Problem description: The records below must be returned in full and unaltered.

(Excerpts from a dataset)
○ ○ ○ ○
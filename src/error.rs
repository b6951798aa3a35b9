use thiserror::Error;

#[derive(Debug, Error)]
pub enum TimesheetError {
    #[error("io error: {0}")]
    Io(#[from] std::io::Error),

    #[error("failed to encode or decode stored data: {0}")]
    Json(#[from] serde_json::Error),

    #[error("failed to parse config: {0}")]
    Config(#[from] toml::de::Error),

    #[error("project not found: {0}")]
    UnknownProject(String),

    #[error("project name must not be empty")]
    EmptyProjectName,

    #[error("a timer is already running")]
    AlreadyRunning,

    #[error("no timer is running")]
    NotRunning,

    #[error("no stopped entry is waiting to be saved")]
    NotStopped,
}

pub type Result<T> = std::result::Result<T, TimesheetError>;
○ ○ ○ ○
Output of the task:
filename src/error.rs
repository b6951798aa3a35b9
use thiserror::Error;

#[derive(Debug, Error)]
pub enum TimesheetError {
    #[error("io error: {0}")]
    Io(#[from] std::io::Error),

    #[error("failed to encode or decode stored data: {0}")]
    Json(#[from] serde_json::Error),

    #[error("failed to parse config: {0}")]
    Config(#[from] toml::de::Error),

    #[error("project not found: {0}")]
    UnknownProject(String),

    #[error("project name must not be empty")]
    EmptyProjectName,

    #[error("a timer is already running")]
    AlreadyRunning,

    #[error("no timer is running")]
    NotRunning,

    #[error("no stopped entry is waiting to be saved")]
    NotStopped,
}

pub type Result<T> = std::result::Result<T, TimesheetError>;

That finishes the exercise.